(Stored dataset items)
────────────────────────────────────────
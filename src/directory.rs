//! Bounded contact directory.
//!
//! The directory owns its contacts, keyed by [`ContactKey`], and enforces two
//! invariants: it never holds more than `capacity` contacts, and it never holds
//! two contacts with the same case-insensitive first and last name.
//!
//! Every operation validates before mutating and reports its outcome as a
//! [`DirectoryResult`]. Nothing here prints or logs; rendering is left to the
//! caller.

use crate::domain::{ContactKey, ValidationError};
use crate::error::{DirectoryError, DirectoryResult};
use crate::models::Contact;
use std::collections::HashMap;

/// Capacity used when none is requested.
pub const DEFAULT_CAPACITY: usize = 10;

/// An in-memory contact directory with a fixed capacity.
#[derive(Debug, Clone)]
pub struct Directory {
    contacts: HashMap<ContactKey, Contact>,
    capacity: usize,
}

impl Directory {
    /// Create an empty directory.
    ///
    /// `None` gives [`DEFAULT_CAPACITY`].
    ///
    /// # Errors
    ///
    /// Returns `DirectoryError::InvalidCapacity` if an explicit capacity of zero
    /// is requested.
    pub fn new(capacity: Option<usize>) -> DirectoryResult<Self> {
        let capacity = match capacity {
            Some(0) => return Err(DirectoryError::InvalidCapacity(0)),
            Some(capacity) => capacity,
            None => DEFAULT_CAPACITY,
        };

        Ok(Self {
            contacts: HashMap::new(),
            capacity,
        })
    }

    pub fn capacity(&self) -> usize {
        self.capacity
    }

    pub fn len(&self) -> usize {
        self.contacts.len()
    }

    pub fn is_empty(&self) -> bool {
        self.contacts.is_empty()
    }

    pub fn is_full(&self) -> bool {
        self.contacts.len() >= self.capacity
    }

    pub fn free_slots(&self) -> usize {
        self.capacity.saturating_sub(self.contacts.len())
    }

    /// Add a contact.
    ///
    /// Checks run in order: blank names, duplicates, then capacity. The
    /// directory is unchanged unless all three pass.
    pub fn add(&mut self, contact: Contact) -> DirectoryResult<()> {
        Self::validate(&contact)?;

        // A duplicate is reported as such even when the directory is full.
        let key = contact.key();
        if self.contacts.contains_key(&key) {
            return Err(DirectoryError::DuplicateContact(contact.full_name()));
        }

        if self.is_full() {
            return Err(DirectoryError::CapacityExceeded {
                capacity: self.capacity,
            });
        }

        self.contacts.insert(key, contact);
        Ok(())
    }

    /// Whether a contact with this first and last name is stored.
    pub fn exists(&self, first_name: &str, last_name: &str) -> bool {
        self.contacts
            .contains_key(&ContactKey::new(first_name, last_name))
    }

    /// Look up a stored contact by name.
    pub fn get(&self, first_name: &str, last_name: &str) -> Option<&Contact> {
        self.contacts.get(&ContactKey::new(first_name, last_name))
    }

    /// Phone number of the contact with this first and last name.
    pub fn find_phone(&self, first_name: &str, last_name: &str) -> DirectoryResult<&str> {
        self.get(first_name, last_name)
            .map(Contact::phone)
            .ok_or_else(|| not_found(first_name, last_name))
    }

    /// Overwrite the phone number of a stored contact in place.
    pub fn update_phone(
        &mut self,
        first_name: &str,
        last_name: &str,
        phone: impl Into<String>,
    ) -> DirectoryResult<()> {
        let contact = self
            .contacts
            .get_mut(&ContactKey::new(first_name, last_name))
            .ok_or_else(|| not_found(first_name, last_name))?;

        contact.set_phone(phone);
        Ok(())
    }

    /// Remove a contact, returning the stored record.
    pub fn remove(&mut self, first_name: &str, last_name: &str) -> DirectoryResult<Contact> {
        self.contacts
            .remove(&ContactKey::new(first_name, last_name))
            .ok_or_else(|| not_found(first_name, last_name))
    }

    /// All contacts, sorted by first name then last name, ignoring case.
    ///
    /// An empty directory yields an empty vector.
    pub fn list(&self) -> Vec<&Contact> {
        let mut entries: Vec<(&ContactKey, &Contact)> = self.contacts.iter().collect();
        entries.sort_by(|a, b| a.0.cmp(b.0));
        entries.into_iter().map(|(_, contact)| contact).collect()
    }

    fn validate(contact: &Contact) -> Result<(), ValidationError> {
        if contact.first_name().trim().is_empty() {
            return Err(ValidationError::EmptyFirstName);
        }
        if contact.last_name().trim().is_empty() {
            return Err(ValidationError::EmptyLastName);
        }
        Ok(())
    }
}

impl Default for Directory {
    fn default() -> Self {
        Self {
            contacts: HashMap::new(),
            capacity: DEFAULT_CAPACITY,
        }
    }
}

fn not_found(first_name: &str, last_name: &str) -> DirectoryError {
    DirectoryError::NotFound(format!("{} {}", first_name, last_name))
}

#[cfg(test)]
mod tests {
    use super::*;

    #[test]
    fn test_new_defaults_to_ten() {
        let directory = Directory::new(None).unwrap();
        assert_eq!(directory.capacity(), DEFAULT_CAPACITY);
        assert_eq!(directory.free_slots(), 10);
        assert!(directory.is_empty());
        assert!(!directory.is_full());
    }

    #[test]
    fn test_new_rejects_zero_capacity() {
        assert_eq!(
            Directory::new(Some(0)).unwrap_err(),
            DirectoryError::InvalidCapacity(0)
        );
    }

    #[test]
    fn test_default_matches_new_none() {
        let directory = Directory::default();
        assert_eq!(directory.capacity(), Directory::new(None).unwrap().capacity());
    }

    #[test]
    fn test_add_rejects_blank_first_name() {
        let mut directory = Directory::new(Some(2)).unwrap();
        let err = directory.add(Contact::new("   ", "Lee", "555")).unwrap_err();
        assert_eq!(err, DirectoryError::Validation(ValidationError::EmptyFirstName));
        assert!(directory.is_empty());
    }

    #[test]
    fn test_add_rejects_blank_last_name() {
        let mut directory = Directory::new(Some(2)).unwrap();
        let err = directory.add(Contact::new("Amy", "\t", "555")).unwrap_err();
        assert_eq!(err, DirectoryError::Validation(ValidationError::EmptyLastName));
    }

    #[test]
    fn test_validation_checked_before_capacity() {
        let mut directory = Directory::new(Some(1)).unwrap();
        directory.add(Contact::new("Amy", "Lee", "555")).unwrap();

        let err = directory.add(Contact::new("", "", "")).unwrap_err();
        assert!(matches!(err, DirectoryError::Validation(_)));
    }

    #[test]
    fn test_duplicate_reported_when_full() {
        let mut directory = Directory::new(Some(1)).unwrap();
        directory.add(Contact::new("Amy", "Lee", "555")).unwrap();

        let err = directory.add(Contact::new("amy", "lee", "999")).unwrap_err();
        assert_eq!(err, DirectoryError::DuplicateContact("amy lee".to_string()));

        let err = directory.add(Contact::new("Bob", "Lee", "777")).unwrap_err();
        assert_eq!(err, DirectoryError::CapacityExceeded { capacity: 1 });
    }

    #[test]
    fn test_duplicate_keeps_original_phone() {
        let mut directory = Directory::new(Some(5)).unwrap();
        directory.add(Contact::new("Amy", "Lee", "555")).unwrap();

        let err = directory.add(Contact::new("AMY", "lee", "999")).unwrap_err();
        assert_eq!(err, DirectoryError::DuplicateContact("AMY lee".to_string()));
        assert_eq!(directory.find_phone("amy", "LEE").unwrap(), "555");
        assert_eq!(directory.len(), 1);
    }

    #[test]
    fn test_update_phone_in_place() {
        let mut directory = Directory::new(None).unwrap();
        directory.add(Contact::new("Amy", "Lee", "555")).unwrap();

        directory.update_phone("amy", "lee", "777").unwrap();

        let stored = directory.get("Amy", "Lee").unwrap();
        assert_eq!(stored.phone(), "777");
        assert_eq!(stored.first_name(), "Amy");
        assert_eq!(directory.len(), 1);
    }

    #[test]
    fn test_update_phone_missing_contact() {
        let mut directory = Directory::new(None).unwrap();
        let err = directory.update_phone("No", "One", "1").unwrap_err();
        assert_eq!(err, DirectoryError::NotFound("No One".to_string()));
    }

    #[test]
    fn test_remove_returns_stored_contact() {
        let mut directory = Directory::new(None).unwrap();
        directory.add(Contact::new("Amy", "Lee", "555")).unwrap();

        let removed = directory.remove("AMY", "LEE").unwrap();
        assert_eq!(removed.full_name(), "Amy Lee");
        assert_eq!(removed.phone(), "555");
        assert!(directory.is_empty());
        assert!(directory.remove("Amy", "Lee").is_err());
    }

    #[test]
    fn test_free_slots_recover_after_remove() {
        let mut directory = Directory::new(Some(1)).unwrap();
        directory.add(Contact::new("Amy", "Lee", "555")).unwrap();
        assert!(directory.is_full());

        directory.remove("Amy", "Lee").unwrap();
        assert!(!directory.is_full());
        assert_eq!(directory.free_slots(), 1);
        directory.add(Contact::new("Bob", "Lee", "777")).unwrap();
    }

    #[test]
    fn test_list_matches_contact_ordering() {
        let mut directory = Directory::new(None).unwrap();
        for (first, last) in [("bob", "Z"), ("Bob", "a"), ("ALAN", "m"), ("Σίμος", "x"), ("zed", "q")] {
            directory.add(Contact::new(first, last, "")).unwrap();
        }

        let listed: Vec<Contact> = directory.list().into_iter().cloned().collect();
        let mut sorted = listed.clone();
        sorted.sort();

        let names = |contacts: &[Contact]| -> Vec<String> {
            contacts.iter().map(Contact::full_name).collect()
        };
        assert_eq!(names(&listed), names(&sorted));
        assert_eq!(listed[0].full_name(), "ALAN m");
        assert_eq!(listed[4].full_name(), "Σίμος x");
    }

    #[test]
    fn test_list_empty() {
        let directory = Directory::new(None).unwrap();
        assert!(directory.list().is_empty());
    }
}
// ============================================================
// Layer 3 — Vocabulary Mappings
// ============================================================
// The three lookup tables produced by the mapping builder:
//
//   word_to_idx    "parrots" → 7
//   idx_to_word    7 → "parrots"
//   word_to_vector "parrots" → [0.12, -0.3, ...]
//
// Invariants (upheld by create_mapping_dicts):
//   - all three tables have the same length
//   - indices form the dense range [0, len)
//   - idx_to_word[word_to_idx[w]] == w for every word

use std::collections::HashMap;
use serde::{Deserialize, Serialize};

#[derive(Debug, Clone, Default, PartialEq, Serialize, Deserialize)]
pub struct VocabMappings {
    pub word_to_idx:    HashMap<String, usize>,
    pub idx_to_word:    HashMap<usize, String>,
    /// Not persisted; the weight matrix carries the same data in index order
    #[serde(skip)]
    pub word_to_vector: HashMap<String, Vec<f32>>,
}

impl VocabMappings {
    pub fn with_capacity(capacity: usize) -> Self {
        Self {
            word_to_idx:    HashMap::with_capacity(capacity),
            idx_to_word:    HashMap::with_capacity(capacity),
            word_to_vector: HashMap::with_capacity(capacity),
        }
    }

    /// Register `word` under the next free index.
    /// Returns the index it was given. A word that is already
    /// registered keeps its first index and vector.
    pub fn push(&mut self, word: &str, vector: &[f32]) -> usize {
        if let Some(&idx) = self.word_to_idx.get(word) {
            return idx;
        }
        let idx = self.word_to_idx.len();
        self.word_to_idx.insert(word.to_string(), idx);
        self.idx_to_word.insert(idx, word.to_string());
        self.word_to_vector.insert(word.to_string(), vector.to_vec());
        idx
    }

    /// Vocabulary size
    pub fn len(&self) -> usize {
        self.word_to_idx.len()
    }

    pub fn is_empty(&self) -> bool {
        self.word_to_idx.is_empty()
    }

    pub fn index_of(&self, word: &str) -> Option<usize> {
        self.word_to_idx.get(word).copied()
    }

    pub fn word_at(&self, idx: usize) -> Option<&str> {
        self.idx_to_word.get(&idx).map(String::as_str)
    }

    /// Join the words behind `indices` with single spaces.
    /// Indices with no word are skipped.
    pub fn decode<'a, I>(&self, indices: I) -> String
    where
        I: IntoIterator<Item = &'a usize>,
    {
        indices
            .into_iter()
            .filter_map(|&i| self.word_at(i))
            .collect::<Vec<_>>()
            .join(" ")
    }
}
────────────────────────────────────────
• [EXERCISE OBJECTIVE]: Reproduce exactly the lines from the beginning of the entries above up to and including the line that contains "pub fn add(&mut".

• [SOLUTION TO THE EXERCISE]:
filename src/directory.rs
//! Bounded contact directory.
//!
//! The directory owns its contacts, keyed by [`ContactKey`], and enforces two
//! invariants: it never holds more than `capacity` contacts, and it never holds
//! two contacts with the same case-insensitive first and last name.
//!
//! Every operation validates before mutating and reports its outcome as a
//! [`DirectoryResult`]. Nothing here prints or logs; rendering is left to the
//! caller.

use crate::domain::{ContactKey, ValidationError};
use crate::error::{DirectoryError, DirectoryResult};
use crate::models::Contact;
use std::collections::HashMap;

/// Capacity used when none is requested.
pub const DEFAULT_CAPACITY: usize = 10;

/// An in-memory contact directory with a fixed capacity.
#[derive(Debug, Clone)]
pub struct Directory {
    contacts: HashMap<ContactKey, Contact>,
    capacity: usize,
}

impl Directory {
    /// Create an empty directory.
    ///
    /// `None` gives [`DEFAULT_CAPACITY`].
    ///
    /// # Errors
    ///
    /// Returns `DirectoryError::InvalidCapacity` if an explicit capacity of zero
    /// is requested.
    pub fn new(capacity: Option<usize>) -> DirectoryResult<Self> {
        let capacity = match capacity {
            Some(0) => return Err(DirectoryError::InvalidCapacity(0)),
            Some(capacity) => capacity,
            None => DEFAULT_CAPACITY,
        };

        Ok(Self {
            contacts: HashMap::new(),
            capacity,
        })
    }

    pub fn capacity(&self) -> usize {
        self.capacity
    }

    pub fn len(&self) -> usize {
        self.contacts.len()
    }

    pub fn is_empty(&self) -> bool {
        self.contacts.is_empty()
    }

    pub fn is_full(&self) -> bool {
        self.contacts.len() >= self.capacity
    }

    pub fn free_slots(&self) -> usize {
        self.capacity.saturating_sub(self.contacts.len())
    }

    /// Add a contact.
    ///
    /// Checks run in order: blank names, duplicates, then capacity. The
    /// directory is unchanged unless all three pass.
    pub fn add(&mut self, contact: Contact) -> DirectoryResult<()> {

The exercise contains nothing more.